You can't linger away from the plot for too long though, and pretty soon the bandits come knocking to force all the naked guys out of the hot spring. (That means if you're into all this male nudity, it continues even during the action scenes.) What's so remarkable about this group is that all of them are blind, due to the effects of sulfur gas on Mount Iwo. Warden Inudou insisted on using convicts to mine the sulfur there, despite the dangers forcing the prison to close the operation. All of Toni's men are escaped convict miners, swearing revenge on the wardens, especially Inudou, who cost them their eyesight.

They're fearsome and capable thanks to using a system of echolocation that involves clicking their tongues, and they seem to have developed their other senses as well—smelling blood from far away almost like a hound dog would. It is true that blind people are able to strengthen their other senses to get around in the world, so I thought this was a pretty innovative way to feature characters with a disability, giving them an asset over sighted people in this action-adventure show. Our heroes aren't able to anticipate the way that sound can be used to detect location until they're forced to outrun these guys just to survive. But how well can you hide or flee when your enemy can hear your every footstep and smell your blood? This idea of disability enabling people to adapt in unanticipated ways is something I wish I saw more of in media. All the same, it makes sense that Toni Anji and his group would so deeply resent the people who forced them into this position.

Besides Toni Anji being yet another tattoo-bearer, this crew is important for further illustrating the desperation and desolation of Hokkaido during this frontier era. Inudou seems like a particularly twisted bastard, but the idea of mining natural resources by any means necessary was common in areas of the world affected by sudden discoveries like this. It created an underclass, similar to the mistreatment of ex-soldiers that Golden Kamuy has explored in the past. Convicts were seen as disposable at the time, with no rights of their own. Inudou being able to secretly continue a project deemed too unsafe even for them isn't surprising—not many people were concerned enough to rein him in. Unfortunately, Toni Anji and the other convicts get caught in the crossfire and end up having to pay for their crimes long after their release via permanent disfigurement. It's not unlike how all the Abashiri convicts have their own wounds, but the others seem to be more psychological.
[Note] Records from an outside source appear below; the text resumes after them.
// --- Macro Template System ---

macro_rules! define_builtins {
    (
        // Functions over evaluated arguments with a hand-written rule
        strict: [$(($s_name:literal, $s_func:expr, $s_arity:expr)),* $(,)?],
        // Binary ordered comparisons, generated from an `Ordering` predicate
        comparison: [$(($c_name:literal, $c_ident:ident, $c_pred:expr)),* $(,)?],
        // Variadic boolean folds, generated from an identity and a combinator
        logical: [$(($l_name:literal, $l_ident:ident, $l_init:expr, $l_op:expr)),* $(,)?],
        // Functions that pick which argument nodes to evaluate
        lazy: [$(($z_name:literal, $z_func:expr, $z_arity:expr)),* $(,)?]
    ) => {
        paste! {
            $(
                fn [<builtin_ $c_ident>](name: &str, args: &[Literal]) -> Result<Literal, EvalError> {
                    compare(name, args, $c_pred)
                }
            )*

            $(
                fn [<builtin_ $l_ident>](name: &str, args: &[Literal]) -> Result<Literal, EvalError> {
                    fold_bool(name, args, $l_init, $l_op)
                }
            )*

            /// The built-in function set, keyed by symbol.
            pub static BUILTINS: phf::Map<&'static str, FunctionDescriptor> = phf::phf_map! {
                $( $s_name => FunctionDescriptor {
                    name: Cow::Borrowed($s_name),
                    arity: $s_arity,
                    rule: Rule::Strict($s_func),
                }, )*
                $( $c_name => FunctionDescriptor {
                    name: Cow::Borrowed($c_name),
                    arity: Arity::exactly(2),
                    rule: Rule::Strict([<builtin_ $c_ident>]),
                }, )*
                $( $l_name => FunctionDescriptor {
                    name: Cow::Borrowed($l_name),
                    arity: Arity::at_least(1),
                    rule: Rule::Strict([<builtin_ $l_ident>]),
                }, )*
                $( $z_name => FunctionDescriptor {
                    name: Cow::Borrowed($z_name),
                    arity: $z_arity,
                    rule: Rule::Lazy($z_func),
                }, )*
            };
        }
    };
}

/// Looks up a built-in without going through a registry.
pub fn builtin(name: &str) -> Option<&'static FunctionDescriptor> {
    BUILTINS.get(name)
}

pub fn is_builtin(name: &str) -> bool {
    BUILTINS.contains_key(name)
}

// --- Coercion Helpers ---

fn number(name: &str, lit: &Literal) -> Result<Number, EvalError> {
    lit.as_number()
        .ok_or_else(|| EvalError::type_mismatch(name, TypeExpectation::Numeric, lit.enclosed_type()))
}

fn boolean(name: &str, lit: &Literal) -> Result<bool, EvalError> {
    lit.as_bool()
        .ok_or_else(|| EvalError::type_mismatch(name, TypeExpectation::Exactly(LiteralType::Boolean), lit.enclosed_type()))
}

// Takes exactly N arguments; a host may re-register a rule under a wider arity.
fn fixed<'a, T, const N: usize>(name: &str, args: &'a [T]) -> Result<&'a [T; N], EvalError> {
    args.try_into()
        .map_err(|_| arity_error(name, Arity::exactly(N), args.len()))
}

fn arity_error(name: &str, expected: Arity, actual: usize) -> EvalError {
    EvalError::Arity { function: name.to_string(), expected, actual }
}

fn numbers(name: &str, args: &[Literal]) -> Result<Vec<Number>, EvalError> {
    args.iter().map(|lit| number(name, lit)).collect()
}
Speaking of disfigurement, we get another clue that Nopperabo may be Wilk, though it requires some reading between the lines of Inkarmat's recollections and near-death experience. Any time "death" isn't used as an exact word in a story like this, it's usually purposeful misdirection toward something else. When Inkarmat first parted ways with Wilk, he had given her his mother's shawl to identify her next time he saw her. However, Inkarmat predicted that she would never see Wilk's face again. She took this to mean that one of them would die first, and as she seems to be drowning, she thinks this is the death that she predicted. (Curiously, this suggests that despite what she told Asirpa last week, Inkarmat thinks Wilk might still be alive.) Yet Tanigaki saves her from drowning at the last minute, so she's still able to meet Wilk. If his face has been permanently disfigured like Nopperabo's, her prediction would still be correct, because she won't be seeing the same face that she remembers when next they meet. The facts already favored Kiroranke's interpretation, but this put another big log on that fire.

Even in an episode that feels like a diversion, Golden Kamuy keeps the central mystery chugging along. It also shows the series at its goofiest, especially during that onsen scene. The way that this show manages to juggle so many different tones is impressive. I still think that the ideal way to experience Golden Kamuy is the manga, given the anime's often fishy animation issues, but if you don't have the money to splurge on the volumes, this by-the-book adaptation is fine at delivering the things that the manga does best. This story of Asirpa and her growing legion of big hairy dads continues to be a rollicking good time.

Rating: A-

Golden Kamuy is currently streaming on Crunchyroll.